Data records
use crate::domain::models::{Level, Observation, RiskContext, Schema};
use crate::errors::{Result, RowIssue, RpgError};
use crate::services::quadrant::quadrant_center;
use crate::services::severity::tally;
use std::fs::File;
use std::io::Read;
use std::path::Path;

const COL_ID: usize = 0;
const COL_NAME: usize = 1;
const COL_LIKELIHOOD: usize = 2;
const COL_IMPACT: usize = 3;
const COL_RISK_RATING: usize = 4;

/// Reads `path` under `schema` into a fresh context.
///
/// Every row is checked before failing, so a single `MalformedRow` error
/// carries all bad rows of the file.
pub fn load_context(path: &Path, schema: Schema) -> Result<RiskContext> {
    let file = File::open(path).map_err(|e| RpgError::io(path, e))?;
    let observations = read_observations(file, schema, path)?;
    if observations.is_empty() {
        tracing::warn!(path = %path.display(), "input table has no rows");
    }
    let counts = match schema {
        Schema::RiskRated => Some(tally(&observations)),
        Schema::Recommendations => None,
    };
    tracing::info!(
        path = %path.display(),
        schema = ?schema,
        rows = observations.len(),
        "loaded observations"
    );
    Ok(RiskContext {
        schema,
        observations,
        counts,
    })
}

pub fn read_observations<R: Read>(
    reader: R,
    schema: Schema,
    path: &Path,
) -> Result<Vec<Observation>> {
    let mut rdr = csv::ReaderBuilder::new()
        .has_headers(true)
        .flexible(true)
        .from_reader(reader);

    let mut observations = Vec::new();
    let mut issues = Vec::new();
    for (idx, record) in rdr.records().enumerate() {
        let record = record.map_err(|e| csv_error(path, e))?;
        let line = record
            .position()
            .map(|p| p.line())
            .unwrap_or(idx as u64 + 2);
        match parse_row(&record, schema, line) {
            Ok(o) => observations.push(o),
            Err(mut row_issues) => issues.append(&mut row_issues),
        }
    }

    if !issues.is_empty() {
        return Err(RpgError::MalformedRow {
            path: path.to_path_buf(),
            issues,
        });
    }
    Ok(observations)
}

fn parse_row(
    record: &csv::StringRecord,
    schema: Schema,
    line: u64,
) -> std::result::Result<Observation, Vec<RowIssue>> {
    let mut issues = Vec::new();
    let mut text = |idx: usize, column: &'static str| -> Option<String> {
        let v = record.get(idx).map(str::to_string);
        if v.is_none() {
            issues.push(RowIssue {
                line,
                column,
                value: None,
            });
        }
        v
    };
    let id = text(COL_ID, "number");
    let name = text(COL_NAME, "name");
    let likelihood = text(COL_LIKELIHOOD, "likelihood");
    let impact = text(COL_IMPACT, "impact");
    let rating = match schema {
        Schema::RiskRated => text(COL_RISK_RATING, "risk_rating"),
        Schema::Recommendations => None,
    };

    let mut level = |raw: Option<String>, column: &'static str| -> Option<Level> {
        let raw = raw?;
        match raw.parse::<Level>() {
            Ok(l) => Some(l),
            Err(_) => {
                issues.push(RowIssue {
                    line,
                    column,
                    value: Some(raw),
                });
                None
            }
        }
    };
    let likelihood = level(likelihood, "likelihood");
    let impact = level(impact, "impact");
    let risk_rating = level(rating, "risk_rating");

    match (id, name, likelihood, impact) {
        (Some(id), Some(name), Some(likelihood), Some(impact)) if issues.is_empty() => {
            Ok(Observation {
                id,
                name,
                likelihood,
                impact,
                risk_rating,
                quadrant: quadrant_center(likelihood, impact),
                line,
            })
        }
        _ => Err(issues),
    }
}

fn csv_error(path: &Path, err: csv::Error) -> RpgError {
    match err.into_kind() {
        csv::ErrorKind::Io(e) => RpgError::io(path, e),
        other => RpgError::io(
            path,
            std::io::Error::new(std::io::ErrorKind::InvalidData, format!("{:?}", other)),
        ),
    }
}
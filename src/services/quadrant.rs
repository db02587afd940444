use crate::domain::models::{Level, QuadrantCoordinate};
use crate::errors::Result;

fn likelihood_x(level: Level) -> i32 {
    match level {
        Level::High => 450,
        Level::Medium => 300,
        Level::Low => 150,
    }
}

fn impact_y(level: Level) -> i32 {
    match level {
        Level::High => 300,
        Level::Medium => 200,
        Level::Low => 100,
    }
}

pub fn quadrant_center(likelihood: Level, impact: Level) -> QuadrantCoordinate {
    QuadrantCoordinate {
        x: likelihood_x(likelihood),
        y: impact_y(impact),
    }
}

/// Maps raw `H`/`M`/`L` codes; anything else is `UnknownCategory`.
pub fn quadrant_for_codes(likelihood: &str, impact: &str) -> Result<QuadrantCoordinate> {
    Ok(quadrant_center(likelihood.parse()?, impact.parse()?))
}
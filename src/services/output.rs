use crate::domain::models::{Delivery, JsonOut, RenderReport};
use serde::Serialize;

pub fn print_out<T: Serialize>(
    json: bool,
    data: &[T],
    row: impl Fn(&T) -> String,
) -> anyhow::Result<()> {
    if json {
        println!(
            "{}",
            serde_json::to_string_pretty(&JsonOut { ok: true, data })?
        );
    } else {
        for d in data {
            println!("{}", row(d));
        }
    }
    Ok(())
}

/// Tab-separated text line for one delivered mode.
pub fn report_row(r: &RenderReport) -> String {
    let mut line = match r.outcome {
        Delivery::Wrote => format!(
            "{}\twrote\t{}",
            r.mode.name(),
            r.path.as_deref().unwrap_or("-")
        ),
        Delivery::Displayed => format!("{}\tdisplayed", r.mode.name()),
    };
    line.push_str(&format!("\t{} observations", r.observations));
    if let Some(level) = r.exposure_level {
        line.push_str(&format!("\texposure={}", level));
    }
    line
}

What is expected
Wherever "const" turns up in the records, copy the whole line.

Your response
const COL_ID: usize = 0;
const COL_NAME: usize = 1;
const COL_LIKELIHOOD: usize = 2;
const COL_IMPACT: usize = 3;
const COL_RISK_RATING: usize = 4;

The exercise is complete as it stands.